### WORK ITEM
Down to the last line below, give the listing again exactly.

### RECORDS TO PROCESS
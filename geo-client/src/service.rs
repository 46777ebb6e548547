//! The geofencing service.
//!
//! [`GeofencingService`] is a handle to one worker task that owns every
//! campaign, message record, pending report and region registration.
//! Platform callbacks and application calls become commands on a single
//! queue and are processed in order, so liveness checks, counter updates
//! and persistence never race. Report and seen submissions run in spawned
//! tasks; their results re-enter the same queue before any state changes.
//!
//! Commands that arrive together are handled back to back before the
//! pending reports are flushed, so events fired in one burst share a batch.

use std::collections::{BTreeMap, HashSet};
use std::ops::ControlFlow;
use std::sync::Arc;

use chrono::{DateTime, FixedOffset, Local, NaiveDateTime, Utc};
use geocast_core::{
    BufferError, CampaignAction, CampaignEvent, CampaignState, Coordinate, GeoCampaignMessage,
    MessageRecord, MonitorAction, PendingReport, ReconcilePlan, RegionMonitor, ReportBuffer,
};
use geocast_types::{EventType, GeoEventReportResponse, SdkMessageId};
use serde_json::Value;
use thiserror::Error;
use tokio::sync::{broadcast, mpsc, oneshot};
use tokio::task::JoinHandle;
use tracing::{debug, error, info, warn};

use crate::api::{ApiError, ReportingApi};
use crate::cleanup::spawn_sweep_task;
use crate::config::GeoConfig;
use crate::location::{CapabilityStatus, LocationMonitor};
use crate::reconciler::OfflineReportReconciler;
use crate::store::{CampaignStore, StoreError};

const EVENT_CHANNEL_CAPACITY: usize = 256;

/// Source of the current time.
pub type Clock = Arc<dyn Fn() -> DateTime<Utc> + Send + Sync>;

/// Service errors.
#[derive(Debug, Error)]
pub enum ServiceError {
    /// Location permission is missing.
    #[error("location monitoring not authorized ({0:?})")]
    NotAuthorized(CapabilityStatus),

    /// The reporting endpoint failed.
    #[error("reporting failed: {0}")]
    Api(#[from] ApiError),

    /// Persistence failed.
    #[error("store error: {0}")]
    Store(#[from] StoreError),

    /// The pending report buffer is full.
    #[error("report buffer: {0}")]
    Buffer(#[from] BufferError),

    /// The server answered but its response could not be applied locally.
    #[error("failed to apply report response: {0}")]
    Reconcile(String),

    /// No stored campaign matches.
    #[error("unknown campaign: {0}")]
    UnknownCampaign(String),

    /// The service has been stopped.
    #[error("service stopped")]
    Stopped,
}

/// External collaborators of the service.
#[derive(Clone)]
pub struct ServiceDeps {
    /// Reporting endpoint client.
    pub api: Arc<dyn ReportingApi>,
    /// Platform region monitoring.
    pub location: Arc<dyn LocationMonitor>,
    /// Persistence.
    pub store: Arc<dyn CampaignStore>,
    /// Current time.
    pub clock: Clock,
}

impl ServiceDeps {
    /// Dependencies using the system clock.
    pub fn new(
        api: Arc<dyn ReportingApi>,
        location: Arc<dyn LocationMonitor>,
        store: Arc<dyn CampaignStore>,
    ) -> Self {
        Self {
            api,
            location,
            store,
            clock: Arc::new(Utc::now),
        }
    }

    /// Replace the clock.
    pub fn with_clock(mut self, clock: Clock) -> Self {
        self.clock = clock;
        self
    }
}

/// Notifications for the host application.
#[derive(Debug, Clone, PartialEq)]
pub enum GeoEvent {
    /// A geo campaign push was stored.
    MessageAdded {
        /// Campaign message id.
        message_id: String,
        /// Campaign id.
        campaign_id: String,
    },
    /// An entry event fired.
    RegionEntered {
        /// Campaign id.
        campaign_id: String,
        /// Region id.
        area_id: String,
    },
    /// An exit event fired.
    RegionExited {
        /// Campaign id.
        campaign_id: String,
        /// Region id.
        area_id: String,
    },
    /// Show this virtual message to the user.
    DeliverNotification(MessageRecord),
    /// The server changed a campaign's state.
    CampaignStateChanged {
        /// Campaign id.
        campaign_id: String,
        /// New state.
        state: CampaignState,
    },
    /// A virtual message received its server id.
    MessageIdConfirmed {
        /// Former provisional id.
        provisional: SdkMessageId,
        /// Server id.
        confirmed: String,
    },
}

/// What happened to the report of a fired event.
#[derive(Debug, Clone, PartialEq, Eq)]
pub enum ReportStatus {
    /// The server accepted the batch.
    Delivered,
    /// Submission failed; the report stays queued for the next sync.
    Pending,
    /// The server rejected the batch content; the report is dropped.
    Rejected(String),
}

/// Result of a region callback for one campaign.
#[derive(Debug, Clone, PartialEq)]
pub struct EventOutcome {
    /// Campaign message id.
    pub message_id: String,
    /// Campaign id.
    pub campaign_id: String,
    /// Whether the event fired.
    pub fired: bool,
    /// Provisional id of the report and virtual message, if fired.
    pub provisional_message_id: Option<SdkMessageId>,
    /// Campaign state after the report batch completed.
    pub state: CampaignState,
    /// Report status, if fired.
    pub report: Option<ReportStatus>,
}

### RESPONSE TO THE EXERCISE
filename geo-client/src/service.rs
repository 46777ebb6e548547
//! The geofencing service.
//!
//! [`GeofencingService`] is a handle to one worker task that owns every
//! campaign, message record, pending report and region registration.
//! Platform callbacks and application calls become commands on a single
//! queue and are processed in order, so liveness checks, counter updates
//! and persistence never race. Report and seen submissions run in spawned
//! tasks; their results re-enter the same queue before any state changes.
//!
//! Commands that arrive together are handled back to back before the
//! pending reports are flushed, so events fired in one burst share a batch.

use std::collections::{BTreeMap, HashSet};
use std::ops::ControlFlow;
use std::sync::Arc;

use chrono::{DateTime, FixedOffset, Local, NaiveDateTime, Utc};
use geocast_core::{
    BufferError, CampaignAction, CampaignEvent, CampaignState, Coordinate, GeoCampaignMessage,
    MessageRecord, MonitorAction, PendingReport, ReconcilePlan, RegionMonitor, ReportBuffer,
};
use geocast_types::{EventType, GeoEventReportResponse, SdkMessageId};
use serde_json::Value;
use thiserror::Error;
use tokio::sync::{broadcast, mpsc, oneshot};
use tokio::task::JoinHandle;
use tracing::{debug, error, info, warn};

use crate::api::{ApiError, ReportingApi};
use crate::cleanup::spawn_sweep_task;
use crate::config::GeoConfig;
use crate::location::{CapabilityStatus, LocationMonitor};
use crate::reconciler::OfflineReportReconciler;
use crate::store::{CampaignStore, StoreError};

const EVENT_CHANNEL_CAPACITY: usize = 256;

/// Source of the current time.
pub type Clock = Arc<dyn Fn() -> DateTime<Utc> + Send + Sync>;

/// Service errors.
#[derive(Debug, Error)]
pub enum ServiceError {
    /// Location permission is missing.
    #[error("location monitoring not authorized ({0:?})")]
    NotAuthorized(CapabilityStatus),

    /// The reporting endpoint failed.
    #[error("reporting failed: {0}")]
    Api(#[from] ApiError),

    /// Persistence failed.
    #[error("store error: {0}")]
    Store(#[from] StoreError),

    /// The pending report buffer is full.
    #[error("report buffer: {0}")]
    Buffer(#[from] BufferError),

    /// The server answered but its response could not be applied locally.
    #[error("failed to apply report response: {0}")]
    Reconcile(String),

    /// No stored campaign matches.
    #[error("unknown campaign: {0}")]
    UnknownCampaign(String),

    /// The service has been stopped.
    #[error("service stopped")]
    Stopped,
}

/// External collaborators of the service.
#[derive(Clone)]
pub struct ServiceDeps {
    /// Reporting endpoint client.
    pub api: Arc<dyn ReportingApi>,
    /// Platform region monitoring.
    pub location: Arc<dyn LocationMonitor>,
    /// Persistence.
    pub store: Arc<dyn CampaignStore>,
    /// Current time.
    pub clock: Clock,
}

impl ServiceDeps {
    /// Dependencies using the system clock.
    pub fn new(
        api: Arc<dyn ReportingApi>,
        location: Arc<dyn LocationMonitor>,
        store: Arc<dyn CampaignStore>,
    ) -> Self {
        Self {
            api,
            location,
            store,
            clock: Arc::new(Utc::now),
        }
    }

    /// Replace the clock.
    pub fn with_clock(mut self, clock: Clock) -> Self {
        self.clock = clock;
        self
    }
}

/// Notifications for the host application.
#[derive(Debug, Clone, PartialEq)]
pub enum GeoEvent {
    /// A geo campaign push was stored.
    MessageAdded {
        /// Campaign message id.
        message_id: String,
        /// Campaign id.
        campaign_id: String,
    },
    /// An entry event fired.
    RegionEntered {
        /// Campaign id.
        campaign_id: String,
        /// Region id.
        area_id: String,
    },
    /// An exit event fired.
    RegionExited {
        /// Campaign id.
        campaign_id: String,
        /// Region id.
        area_id: String,
    },
    /// Show this virtual message to the user.
    DeliverNotification(MessageRecord),
    /// The server changed a campaign's state.
    CampaignStateChanged {
        /// Campaign id.
        campaign_id: String,
        /// New state.
        state: CampaignState,
    },
    /// A virtual message received its server id.
    MessageIdConfirmed {
        /// Former provisional id.
        provisional: SdkMessageId,
        /// Server id.
        confirmed: String,
    },
}

/// What happened to the report of a fired event.
#[derive(Debug, Clone, PartialEq, Eq)]
pub enum ReportStatus {
    /// The server accepted the batch.
    Delivered,
    /// Submission failed; the report stays queued for the next sync.
    Pending,
    /// The server rejected the batch content; the report is dropped.
    Rejected(String),
}

/// Result of a region callback for one campaign.
#[derive(Debug, Clone, PartialEq)]
pub struct EventOutcome {
    /// Campaign message id.
    pub message_id: String,
    /// Campaign id.
    pub campaign_id: String,
    /// Whether the event fired.
    pub fired: bool,
    /// Provisional id of the report and virtual message, if fired.
    pub provisional_message_id: Option<SdkMessageId>,
    /// Campaign state after the report batch completed.
    pub state: CampaignState,
    /// Report status, if fired.
    pub report: Option<ReportStatus>,
}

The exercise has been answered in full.